## [DATA FOR REVIEW]
• • • • • • •
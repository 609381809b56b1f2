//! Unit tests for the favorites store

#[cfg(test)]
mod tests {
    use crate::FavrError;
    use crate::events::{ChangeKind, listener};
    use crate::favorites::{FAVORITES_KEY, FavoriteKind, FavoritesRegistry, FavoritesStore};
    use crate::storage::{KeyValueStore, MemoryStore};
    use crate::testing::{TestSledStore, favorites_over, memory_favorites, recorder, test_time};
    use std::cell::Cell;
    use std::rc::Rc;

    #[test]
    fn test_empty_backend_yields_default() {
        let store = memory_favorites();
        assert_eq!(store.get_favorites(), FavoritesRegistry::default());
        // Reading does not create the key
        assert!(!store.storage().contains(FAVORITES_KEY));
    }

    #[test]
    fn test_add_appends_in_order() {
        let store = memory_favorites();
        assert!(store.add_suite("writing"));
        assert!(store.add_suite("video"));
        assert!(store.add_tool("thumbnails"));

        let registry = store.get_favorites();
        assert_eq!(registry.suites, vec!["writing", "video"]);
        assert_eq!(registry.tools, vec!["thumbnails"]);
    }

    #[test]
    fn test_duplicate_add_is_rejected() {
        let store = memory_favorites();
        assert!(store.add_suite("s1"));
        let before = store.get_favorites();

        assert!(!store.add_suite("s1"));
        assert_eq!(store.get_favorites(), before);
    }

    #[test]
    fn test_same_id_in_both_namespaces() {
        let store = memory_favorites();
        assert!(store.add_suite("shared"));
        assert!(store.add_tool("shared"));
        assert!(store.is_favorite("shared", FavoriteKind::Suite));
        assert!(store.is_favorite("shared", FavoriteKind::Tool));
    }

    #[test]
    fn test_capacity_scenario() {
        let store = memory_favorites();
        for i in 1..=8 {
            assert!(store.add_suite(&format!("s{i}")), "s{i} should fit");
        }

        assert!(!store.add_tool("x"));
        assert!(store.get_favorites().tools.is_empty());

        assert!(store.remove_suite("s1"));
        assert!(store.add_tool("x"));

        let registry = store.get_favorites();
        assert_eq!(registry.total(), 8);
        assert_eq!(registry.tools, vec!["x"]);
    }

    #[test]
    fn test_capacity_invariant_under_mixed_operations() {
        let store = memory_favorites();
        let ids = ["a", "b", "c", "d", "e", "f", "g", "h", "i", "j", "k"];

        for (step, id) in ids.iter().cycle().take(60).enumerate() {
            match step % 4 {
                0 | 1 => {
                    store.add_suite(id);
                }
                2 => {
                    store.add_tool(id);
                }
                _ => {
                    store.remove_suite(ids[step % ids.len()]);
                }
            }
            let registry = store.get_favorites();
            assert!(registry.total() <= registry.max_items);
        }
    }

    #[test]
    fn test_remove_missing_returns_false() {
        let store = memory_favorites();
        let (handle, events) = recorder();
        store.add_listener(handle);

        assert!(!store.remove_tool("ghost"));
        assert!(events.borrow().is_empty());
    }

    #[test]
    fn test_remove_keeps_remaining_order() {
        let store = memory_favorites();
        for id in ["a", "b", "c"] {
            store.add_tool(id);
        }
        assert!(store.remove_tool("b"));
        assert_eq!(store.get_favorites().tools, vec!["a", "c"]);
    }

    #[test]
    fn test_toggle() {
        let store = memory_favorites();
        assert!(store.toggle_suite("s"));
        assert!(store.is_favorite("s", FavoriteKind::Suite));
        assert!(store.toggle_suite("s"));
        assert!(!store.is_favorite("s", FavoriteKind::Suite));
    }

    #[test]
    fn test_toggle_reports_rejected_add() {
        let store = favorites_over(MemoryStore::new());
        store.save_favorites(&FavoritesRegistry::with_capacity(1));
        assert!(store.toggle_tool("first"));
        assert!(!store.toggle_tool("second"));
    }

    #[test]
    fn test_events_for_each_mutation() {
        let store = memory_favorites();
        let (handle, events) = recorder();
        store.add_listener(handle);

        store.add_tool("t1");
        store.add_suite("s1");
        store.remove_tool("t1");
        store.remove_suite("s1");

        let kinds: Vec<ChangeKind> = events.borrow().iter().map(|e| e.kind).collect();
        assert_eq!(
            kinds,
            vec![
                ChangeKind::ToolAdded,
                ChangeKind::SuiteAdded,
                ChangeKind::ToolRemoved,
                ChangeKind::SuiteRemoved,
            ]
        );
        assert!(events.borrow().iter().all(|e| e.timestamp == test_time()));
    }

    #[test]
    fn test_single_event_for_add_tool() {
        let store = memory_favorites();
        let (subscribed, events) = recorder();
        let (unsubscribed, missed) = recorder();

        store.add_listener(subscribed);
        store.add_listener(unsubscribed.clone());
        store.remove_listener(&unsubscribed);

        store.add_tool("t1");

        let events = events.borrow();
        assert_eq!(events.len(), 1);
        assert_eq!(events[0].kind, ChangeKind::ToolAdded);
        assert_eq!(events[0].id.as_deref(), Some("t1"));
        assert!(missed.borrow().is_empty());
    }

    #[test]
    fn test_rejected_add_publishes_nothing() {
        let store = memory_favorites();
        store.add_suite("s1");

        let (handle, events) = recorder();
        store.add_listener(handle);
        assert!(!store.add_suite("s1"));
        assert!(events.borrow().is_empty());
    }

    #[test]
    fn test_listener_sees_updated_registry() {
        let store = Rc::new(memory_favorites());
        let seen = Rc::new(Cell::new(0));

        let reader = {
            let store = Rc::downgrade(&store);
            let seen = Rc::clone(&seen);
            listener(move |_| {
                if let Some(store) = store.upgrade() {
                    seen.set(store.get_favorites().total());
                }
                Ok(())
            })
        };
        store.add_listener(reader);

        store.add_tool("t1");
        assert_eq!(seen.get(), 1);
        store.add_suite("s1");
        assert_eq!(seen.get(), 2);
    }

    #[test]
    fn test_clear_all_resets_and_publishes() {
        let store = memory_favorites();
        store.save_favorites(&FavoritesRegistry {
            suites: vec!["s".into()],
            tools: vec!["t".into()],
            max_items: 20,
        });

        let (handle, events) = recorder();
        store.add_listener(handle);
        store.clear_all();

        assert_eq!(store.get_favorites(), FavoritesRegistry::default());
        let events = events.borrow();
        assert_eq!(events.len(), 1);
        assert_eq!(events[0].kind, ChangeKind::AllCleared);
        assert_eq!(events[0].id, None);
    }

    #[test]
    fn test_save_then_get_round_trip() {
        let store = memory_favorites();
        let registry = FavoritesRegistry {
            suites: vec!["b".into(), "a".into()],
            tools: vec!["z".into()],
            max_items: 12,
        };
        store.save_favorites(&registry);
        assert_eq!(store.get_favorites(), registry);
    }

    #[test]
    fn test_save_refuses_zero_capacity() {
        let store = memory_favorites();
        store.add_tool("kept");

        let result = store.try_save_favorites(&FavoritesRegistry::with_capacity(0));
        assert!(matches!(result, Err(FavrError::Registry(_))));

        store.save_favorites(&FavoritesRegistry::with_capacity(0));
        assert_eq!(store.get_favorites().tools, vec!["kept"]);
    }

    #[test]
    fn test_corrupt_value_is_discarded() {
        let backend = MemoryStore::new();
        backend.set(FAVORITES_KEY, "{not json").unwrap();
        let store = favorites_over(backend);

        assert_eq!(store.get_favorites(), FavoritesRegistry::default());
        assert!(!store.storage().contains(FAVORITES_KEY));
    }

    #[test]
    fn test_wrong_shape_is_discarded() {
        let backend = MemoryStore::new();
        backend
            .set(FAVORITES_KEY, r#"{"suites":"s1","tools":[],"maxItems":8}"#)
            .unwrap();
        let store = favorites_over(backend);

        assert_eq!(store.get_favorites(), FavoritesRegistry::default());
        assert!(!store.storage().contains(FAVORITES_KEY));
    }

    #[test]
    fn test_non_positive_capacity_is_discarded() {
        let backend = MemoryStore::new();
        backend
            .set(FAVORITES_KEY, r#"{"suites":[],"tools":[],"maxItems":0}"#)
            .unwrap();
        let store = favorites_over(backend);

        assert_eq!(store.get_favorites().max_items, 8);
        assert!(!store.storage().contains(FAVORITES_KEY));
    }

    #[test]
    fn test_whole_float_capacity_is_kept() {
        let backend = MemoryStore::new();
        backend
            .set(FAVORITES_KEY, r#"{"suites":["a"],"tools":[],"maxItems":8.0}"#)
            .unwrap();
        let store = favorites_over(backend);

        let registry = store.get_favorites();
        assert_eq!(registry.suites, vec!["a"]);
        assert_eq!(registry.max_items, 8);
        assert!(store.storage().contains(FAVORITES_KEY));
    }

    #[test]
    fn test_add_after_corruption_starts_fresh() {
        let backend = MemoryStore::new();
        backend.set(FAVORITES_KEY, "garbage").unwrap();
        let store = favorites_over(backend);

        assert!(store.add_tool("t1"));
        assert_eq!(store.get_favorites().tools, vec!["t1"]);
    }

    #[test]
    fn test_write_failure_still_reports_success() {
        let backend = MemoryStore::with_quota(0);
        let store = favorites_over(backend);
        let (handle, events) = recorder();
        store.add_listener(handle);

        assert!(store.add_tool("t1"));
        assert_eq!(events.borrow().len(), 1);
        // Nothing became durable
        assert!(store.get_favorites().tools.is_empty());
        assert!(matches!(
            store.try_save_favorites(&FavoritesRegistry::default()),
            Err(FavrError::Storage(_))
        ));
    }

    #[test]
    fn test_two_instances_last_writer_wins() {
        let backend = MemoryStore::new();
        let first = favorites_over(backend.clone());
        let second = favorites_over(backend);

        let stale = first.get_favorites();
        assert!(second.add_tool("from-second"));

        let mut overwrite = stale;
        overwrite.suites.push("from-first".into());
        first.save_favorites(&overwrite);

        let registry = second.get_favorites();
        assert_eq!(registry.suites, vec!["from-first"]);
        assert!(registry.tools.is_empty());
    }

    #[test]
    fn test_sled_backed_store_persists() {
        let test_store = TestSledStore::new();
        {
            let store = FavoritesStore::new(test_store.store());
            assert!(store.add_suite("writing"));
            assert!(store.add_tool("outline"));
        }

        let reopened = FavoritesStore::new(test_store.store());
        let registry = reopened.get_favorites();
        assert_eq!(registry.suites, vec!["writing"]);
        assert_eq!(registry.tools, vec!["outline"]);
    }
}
• • • • • • •
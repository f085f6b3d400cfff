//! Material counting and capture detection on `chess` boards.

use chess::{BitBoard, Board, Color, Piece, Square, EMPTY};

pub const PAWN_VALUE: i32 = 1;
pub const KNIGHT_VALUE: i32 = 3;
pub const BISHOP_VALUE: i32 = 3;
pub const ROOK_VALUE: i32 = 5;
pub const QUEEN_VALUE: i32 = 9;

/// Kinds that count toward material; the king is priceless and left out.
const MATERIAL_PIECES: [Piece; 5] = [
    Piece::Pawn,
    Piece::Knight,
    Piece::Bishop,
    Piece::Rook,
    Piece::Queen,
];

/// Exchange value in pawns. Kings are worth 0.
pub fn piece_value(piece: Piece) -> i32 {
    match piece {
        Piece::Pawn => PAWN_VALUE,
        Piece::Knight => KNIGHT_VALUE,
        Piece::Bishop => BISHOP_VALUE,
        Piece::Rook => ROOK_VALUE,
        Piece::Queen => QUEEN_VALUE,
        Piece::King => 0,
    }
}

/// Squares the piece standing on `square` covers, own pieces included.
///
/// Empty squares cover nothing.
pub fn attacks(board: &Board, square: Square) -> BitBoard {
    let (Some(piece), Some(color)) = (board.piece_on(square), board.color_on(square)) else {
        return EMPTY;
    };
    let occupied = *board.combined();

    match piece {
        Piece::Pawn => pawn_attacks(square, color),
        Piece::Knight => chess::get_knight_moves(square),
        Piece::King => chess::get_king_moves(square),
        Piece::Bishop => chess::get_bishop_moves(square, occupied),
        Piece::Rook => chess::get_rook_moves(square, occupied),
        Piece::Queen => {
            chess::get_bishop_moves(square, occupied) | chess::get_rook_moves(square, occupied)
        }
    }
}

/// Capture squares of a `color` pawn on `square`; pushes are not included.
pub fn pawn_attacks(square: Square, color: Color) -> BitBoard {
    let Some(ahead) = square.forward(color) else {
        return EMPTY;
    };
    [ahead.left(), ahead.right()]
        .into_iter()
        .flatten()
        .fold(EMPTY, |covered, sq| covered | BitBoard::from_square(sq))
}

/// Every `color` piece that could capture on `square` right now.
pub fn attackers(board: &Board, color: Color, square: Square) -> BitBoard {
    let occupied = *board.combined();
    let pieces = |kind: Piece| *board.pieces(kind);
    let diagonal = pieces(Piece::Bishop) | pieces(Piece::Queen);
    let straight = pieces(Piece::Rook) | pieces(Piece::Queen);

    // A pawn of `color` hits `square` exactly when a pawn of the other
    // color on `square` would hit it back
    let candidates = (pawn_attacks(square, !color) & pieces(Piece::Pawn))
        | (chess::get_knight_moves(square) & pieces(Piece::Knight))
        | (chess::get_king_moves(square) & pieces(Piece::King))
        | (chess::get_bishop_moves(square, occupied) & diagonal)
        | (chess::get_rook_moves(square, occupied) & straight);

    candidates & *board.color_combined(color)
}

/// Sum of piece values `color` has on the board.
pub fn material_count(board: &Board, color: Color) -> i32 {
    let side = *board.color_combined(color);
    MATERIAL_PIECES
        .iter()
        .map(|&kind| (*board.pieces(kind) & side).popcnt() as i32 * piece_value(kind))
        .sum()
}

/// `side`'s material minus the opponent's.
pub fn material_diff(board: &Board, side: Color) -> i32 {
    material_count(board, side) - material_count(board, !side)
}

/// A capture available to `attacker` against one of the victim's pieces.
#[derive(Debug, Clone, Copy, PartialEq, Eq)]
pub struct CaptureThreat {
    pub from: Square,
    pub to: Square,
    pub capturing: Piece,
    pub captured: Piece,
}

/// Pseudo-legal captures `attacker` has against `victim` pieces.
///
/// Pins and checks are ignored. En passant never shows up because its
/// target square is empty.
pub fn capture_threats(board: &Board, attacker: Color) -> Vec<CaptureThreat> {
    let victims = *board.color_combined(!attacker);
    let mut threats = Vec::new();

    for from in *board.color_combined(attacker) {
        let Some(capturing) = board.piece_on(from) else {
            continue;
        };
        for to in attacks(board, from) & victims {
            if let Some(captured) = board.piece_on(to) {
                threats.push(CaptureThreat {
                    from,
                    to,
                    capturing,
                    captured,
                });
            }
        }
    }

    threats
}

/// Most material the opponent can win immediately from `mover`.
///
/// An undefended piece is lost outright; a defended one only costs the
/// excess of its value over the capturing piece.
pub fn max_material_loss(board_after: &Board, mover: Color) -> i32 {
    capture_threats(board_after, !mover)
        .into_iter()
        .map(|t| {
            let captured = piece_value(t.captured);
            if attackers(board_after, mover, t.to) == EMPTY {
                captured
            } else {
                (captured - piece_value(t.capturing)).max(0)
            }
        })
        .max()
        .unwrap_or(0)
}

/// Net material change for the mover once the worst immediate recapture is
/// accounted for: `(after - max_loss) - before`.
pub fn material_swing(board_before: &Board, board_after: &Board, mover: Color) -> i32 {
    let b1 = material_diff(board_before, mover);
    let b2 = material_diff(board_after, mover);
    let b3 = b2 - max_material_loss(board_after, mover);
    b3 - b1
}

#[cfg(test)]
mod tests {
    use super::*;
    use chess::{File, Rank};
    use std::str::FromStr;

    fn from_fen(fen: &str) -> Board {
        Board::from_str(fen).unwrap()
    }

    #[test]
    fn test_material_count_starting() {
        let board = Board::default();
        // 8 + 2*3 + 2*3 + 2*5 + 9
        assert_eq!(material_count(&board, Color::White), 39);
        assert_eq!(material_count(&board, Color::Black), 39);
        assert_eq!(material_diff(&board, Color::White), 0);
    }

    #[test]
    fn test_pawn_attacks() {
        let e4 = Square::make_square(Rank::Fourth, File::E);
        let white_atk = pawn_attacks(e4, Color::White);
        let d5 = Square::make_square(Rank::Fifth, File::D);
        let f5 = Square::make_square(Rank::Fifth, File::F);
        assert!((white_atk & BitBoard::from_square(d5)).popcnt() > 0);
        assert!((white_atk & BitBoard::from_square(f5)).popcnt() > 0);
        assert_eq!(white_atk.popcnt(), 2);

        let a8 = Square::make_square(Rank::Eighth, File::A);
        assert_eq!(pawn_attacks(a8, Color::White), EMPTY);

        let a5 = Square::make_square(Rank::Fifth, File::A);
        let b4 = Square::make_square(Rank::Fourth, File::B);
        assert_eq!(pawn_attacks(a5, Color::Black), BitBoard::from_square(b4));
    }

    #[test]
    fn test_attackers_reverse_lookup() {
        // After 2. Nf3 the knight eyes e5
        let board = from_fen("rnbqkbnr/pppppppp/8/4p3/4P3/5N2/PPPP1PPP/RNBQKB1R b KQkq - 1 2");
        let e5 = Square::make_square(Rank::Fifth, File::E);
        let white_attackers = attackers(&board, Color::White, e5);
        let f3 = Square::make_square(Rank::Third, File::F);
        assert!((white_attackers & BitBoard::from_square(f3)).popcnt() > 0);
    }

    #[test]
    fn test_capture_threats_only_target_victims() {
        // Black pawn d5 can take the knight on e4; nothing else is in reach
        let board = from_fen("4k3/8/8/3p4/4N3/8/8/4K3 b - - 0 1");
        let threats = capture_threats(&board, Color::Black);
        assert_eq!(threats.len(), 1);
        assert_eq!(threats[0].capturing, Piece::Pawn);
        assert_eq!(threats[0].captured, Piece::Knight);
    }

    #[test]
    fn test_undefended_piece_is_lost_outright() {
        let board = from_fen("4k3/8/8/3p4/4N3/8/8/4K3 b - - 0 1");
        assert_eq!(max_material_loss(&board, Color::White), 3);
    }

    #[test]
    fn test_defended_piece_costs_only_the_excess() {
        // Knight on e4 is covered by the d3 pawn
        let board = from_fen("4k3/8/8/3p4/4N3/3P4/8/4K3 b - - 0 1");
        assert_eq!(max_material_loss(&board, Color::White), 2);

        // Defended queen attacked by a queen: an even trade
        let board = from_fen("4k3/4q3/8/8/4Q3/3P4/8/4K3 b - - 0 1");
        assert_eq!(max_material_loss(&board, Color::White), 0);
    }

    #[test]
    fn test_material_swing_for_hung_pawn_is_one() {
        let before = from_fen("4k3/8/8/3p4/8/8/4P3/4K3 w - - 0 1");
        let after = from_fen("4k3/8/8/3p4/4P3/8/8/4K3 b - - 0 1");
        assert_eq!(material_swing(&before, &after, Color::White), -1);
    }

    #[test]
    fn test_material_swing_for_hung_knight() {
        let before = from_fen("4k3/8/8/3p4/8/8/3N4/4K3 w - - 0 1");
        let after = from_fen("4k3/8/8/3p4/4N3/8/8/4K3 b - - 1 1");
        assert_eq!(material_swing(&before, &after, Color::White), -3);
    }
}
• • • • • • •
## [ABOUT THIS TASK]
Reproduce word for word the material above, starting with the line that has "let b2 = material_diff(board_after, mover);" and stopping after the line that has "let d5 = Square::make_square(Rank::Fifth, File::D);".

## [ANSWER SECTION]
    let b2 = material_diff(board_after, mover);
    let b3 = b2 - max_material_loss(board_after, mover);
    b3 - b1
}

#[cfg(test)]
mod tests {
    use super::*;
    use chess::{File, Rank};
    use std::str::FromStr;

    fn from_fen(fen: &str) -> Board {
        Board::from_str(fen).unwrap()
    }

    #[test]
    fn test_material_count_starting() {
        let board = Board::default();
        // 8 + 2*3 + 2*3 + 2*5 + 9
        assert_eq!(material_count(&board, Color::White), 39);
        assert_eq!(material_count(&board, Color::Black), 39);
        assert_eq!(material_diff(&board, Color::White), 0);
    }

    #[test]
    fn test_pawn_attacks() {
        let e4 = Square::make_square(Rank::Fourth, File::E);
        let white_atk = pawn_attacks(e4, Color::White);
        let d5 = Square::make_square(Rank::Fifth, File::D);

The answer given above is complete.